Sauer, who was diagnosed with the disease May 20, 2008, began the foundation in 2009. After spending 107 days in Johns Hopkins Hospital, away from his wife and newborn son, Sauer created the nonprofit with hopes of assisting other leukemia patients.
Bone marrow transplants require a DNA match between the donor and recipient. In efforts to grow the bone marrow donor registry, volunteers from There Goes My Hero collect DNA samples from qualified adults who collect their own saliva with cotton swabs along the inside of their cheeks.
Nestor Aparicio and WNST have helped this effort by putting on live events for Baltimore sports fans to come out and meet Ravens of the past and present and, while there, maybe even begin the process of joining the bone marrow transplant registry.
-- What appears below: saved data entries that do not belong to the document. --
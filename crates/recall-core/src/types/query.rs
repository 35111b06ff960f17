//! Vocabulary listing query.

use serde::{Deserialize, Serialize};

use super::status::LearningStatus;

/// Default page size for vocabulary listings.
pub const DEFAULT_VOCABULARY_LIMIT: usize = 50;
/// Largest page size for vocabulary listings.
pub const MAX_VOCABULARY_LIMIT: usize = 100;

/// Filter and pagination for listing a learner's vocabulary.
#[derive(Debug, Clone, PartialEq, Eq, Serialize, Deserialize)]
#[serde(default)]
pub struct VocabularyQuery {
    /// Only cards in this status.
    #[serde(skip_serializing_if = "Option::is_none")]
    pub status: Option<LearningStatus>,
    /// Page size (1-100).
    pub limit: usize,
    /// Cards to skip.
    pub offset: usize,
}

impl Default for VocabularyQuery {
    fn default() -> Self {
        Self {
            status: None,
            limit: DEFAULT_VOCABULARY_LIMIT,
            offset: 0,
        }
    }
}

impl VocabularyQuery {
    /// Create a query with default pagination.
    pub fn new() -> Self {
        Self::default()
    }

    /// Restrict to one status.
    pub fn with_status(mut self, status: LearningStatus) -> Self {
        self.status = Some(status);
        self
    }

    /// Set the page size.
    pub fn with_limit(mut self, limit: usize) -> Self {
        self.limit = limit;
        self
    }

    /// Set the offset.
    pub fn with_offset(mut self, offset: usize) -> Self {
        self.offset = offset;
        self
    }
}
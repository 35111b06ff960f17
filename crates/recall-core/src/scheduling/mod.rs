//! Spaced-repetition scheduling.
//!
//! Pure functions only: nothing here reads the clock or touches storage.

mod calculator;
mod classifier;
mod retention;

pub use calculator::IntervalCalculator;
pub use classifier::classify;
pub use retention::retention_score;
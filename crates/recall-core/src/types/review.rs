//! Review submission result types.

use chrono::{DateTime, Utc};
use serde::{Deserialize, Serialize};
use uuid::Uuid;

use super::card::VocabularyCard;
use super::status::LearningStatus;

/// What a caller learns after submitting an answer.
#[derive(Debug, Clone, PartialEq, Serialize, Deserialize)]
pub struct ReviewResult {
    pub card_id: Uuid,
    pub new_status: LearningStatus,
    pub next_review: DateTime<Utc>,
    pub interval_days: u32,
    pub ease_factor: f64,
    pub repetition_number: u32,
}

impl ReviewResult {
    /// Summarize a card that was just reviewed.
    ///
    /// Returns `None` if the card has never been scheduled.
    pub fn from_card(card: &VocabularyCard) -> Option<Self> {
        Some(Self {
            card_id: card.id,
            new_status: card.status,
            next_review: card.next_review?,
            interval_days: card.interval_days,
            ease_factor: card.ease_factor,
            repetition_number: card.repetition_number,
        })
    }
}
The first Raven to step up was former tight end Todd Heap. Upon hearing the news of Jenn Aparicio's diagnosis, Heap contacted Nestor Aparicio to let him know he'd be in town for another charity event and would be like to help out in some way. A former first-round pick out of Arizona State, Heap is no stranger to philanthropy in Charm City. He left a $1 million endowment to Franklin Square Hospital toward a new pediatric center in 2007.
"I spent 10 years here," Heap said. "You go through it and you figure, how could I not just make it 10 years, but leave a legacy by making a difference?"
Joining Heap in the live radio show series is his former coach Brian Billick, a minority partner at WNST. Current Ravens who have volunteered their time include Marlon Brown, Eugene Monroe and Dennis Pitta. Super Bowl XLVII MVP Joe Flacco is scheduled to make an appearance June 24.
Heap said it was Flacco that had originally brought the cause to his attention.
"We've done this trip over the last few years where we get together during the offseason," Heap said. "We just happened to be together, and I guess Joe had already known about it, but he brought it up. So we're all talking about it, and then [Nestor Aparicio] texted me that or the next day. It was something we had been talking about, so we continued to talk about it, and I know Joe wants to help out, Dennis wants to help out.
"It's bigger than a football thing or a sports thing. It's a community thing. It's a people thing."
At the event, Heap unveiled he was actually already a registered as a bone marrow donor. Heap, along with Pitta, had both been part of a swabbing event for Kenny's Cause, a charity in Heap's native Arizona dedicated to the fight against blood diseases.
Pitta, who was the guest of honor at a live show at Padonia Ale House in Lutherville, and his wife, Mataya, have grown close with Jenn Aparicio.
"We've gotten to know Jenn over the last couple of years," Pitta said. "When we first got the news, it was really heartbreaking. It's tough to see anybody have to go through that, especially good friends of yours."
While at the podium for the show, Pitta said he had gotten the chance to learn about the disease from Sauer and Aparicio.
"I was with Joe and Todd when we got the news, and we all kind of looked at each other and knew that we needed to do whatever we could to help," Pitta said. "I didn't know a whole lot about leukemia and about what was going on, and I've learned a lot, and it's been very informative. I'm just glad that I was able to be a part of this."